That's very helpful color. You talked about MCP servers. You also obviously talked about layering in the chats on top. How about agentic AI? Are you also leveraging agentic AI, or are there application that you're envisioning using agentic AI within private assets?
Yeah, we're watching the agentic space very closely. We intend to provide agents as back ends to actually service client requests so that it's not to get too technical, but as you know, the MCP Server is really a data endpoint, right?
Yeah.
That allows someone else's agent to query and gather data and then operate upon it.
Yes.
We are also building agents, you know, internally on our side that will face off against client agents and execute more complex and more long-running analytical tasks on their behalf.
That's-
As you know, it's a very rapidly moving space, and I think the consumption model of agents is something which is evolving rapidly, but we're definitely very focused on it.
That's great color. You obviously talked about the proprietariness of the data, but when it comes to private data or private credit, private asset data, there's a lot of confusion because there are a lot of players in the space. Preqin, PitchBook, S&P, Moody's also talk about private credit data. Can you just talk about, in particular, what data do you have and how it's differentiated compared to the other players in the marketplace?
Yeah, sure. I mean, those are all great firms that you mentioned, and they all, you know, they all bring different aspects of the data, you know, mosaic together for different clients. They all provide different kinds of value. O ne of the defining things in our private assets business we acquired a company called Burgiss about two and a half years ago at this point.
Burgiss is a business that's been around, you know, 30-plus years. It was a very long-standing organization. Those datasets have been collected literally since the late 1980s from LPs representing their investments with various managers. That dataset is LP-sourced.
It's not through FOIA, it's not manager contributed. It's really the cash flows, the capital calls, the distributions that LPs enjoyed in those funds. When we take that data, and when we compute an IRR or performance or a fund benchmark, it's really the gold standard of data, and we have a very long track record. As I said, we have private equity going back to the 1980s.

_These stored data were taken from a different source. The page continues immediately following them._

//! Merge engine for Tangle.
//!
//! Folds any number of extensions onto a target value, deep-merging nested
//! containers in place, skipping `Undefined` properties, and consulting a
//! pair of hooks for every property decision.
//!
//! # Key Types
//!
//! - [`Merger`] — Merge engine configured with hooks and options
//! - [`MergeHooks`] / [`HookTable`] / [`DefaultHooks`] — Per-property interception
//! - [`MergeOptions`] / [`AfterPolicy`] / [`CyclePolicy`] — Behavioural knobs
//! - [`MergeError`] / [`HookError`] — Failure modes

pub mod engine;
pub mod error;
pub mod hooks;
pub mod options;

pub use engine::{merge, merge_all, Merger};
pub use error::{HookError, HookResult, MergeError, MergeResult};
pub use hooks::{DefaultHooks, HookTable, MergeHooks};
pub use options::{AfterPolicy, CyclePolicy, MergeOptions, DEFAULT_MAX_DEPTH};
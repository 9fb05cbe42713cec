use thiserror::Error;

use crate::value::NodeId;

/// Errors produced by heap and value operations.
#[derive(Debug, Error, Clone, PartialEq, Eq)]
pub enum TypeError {
    /// A `NodeId` does not resolve to a container in this heap.
    #[error("dangling node reference: {0}")]
    DanglingNode(NodeId),

    /// A container was reached again while already being exported.
    #[error("cyclic graph: container {0} references itself")]
    CyclicGraph(NodeId),

    /// The value has no representation in the requested format.
    #[error("value cannot be represented: {0}")]
    Unrepresentable(&'static str),

    /// A container operation was applied to a primitive.
    #[error("expected a container, got {0}")]
    NotAContainer(&'static str),
}

/// Convenience alias for type-level results.
pub type TypeResult<T> = Result<T, TypeError>;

We have, you know, private credit going back, you know, 20 years, since really the inception of that as an asset class. We have real estate, et cetera. We have these very robust time series of data that allow us to build a lot of financial products on top of those that you really need that depth and robustness of data.
We continue to provide that service for many asset owners around the world, and so we continue to collect, you know, data of that nature, and that continues to sort of power our operations.
That's very helpful. Obviously, the trend in data is very powerful. The historical datasets are very powerful. As we think about the revenue growth, and maybe if you can split up between the private capital solution versus the real asset, can you talk about some of the headwinds that existed in the business over the last few years, and what are you seeing in terms of the trajectory going forward?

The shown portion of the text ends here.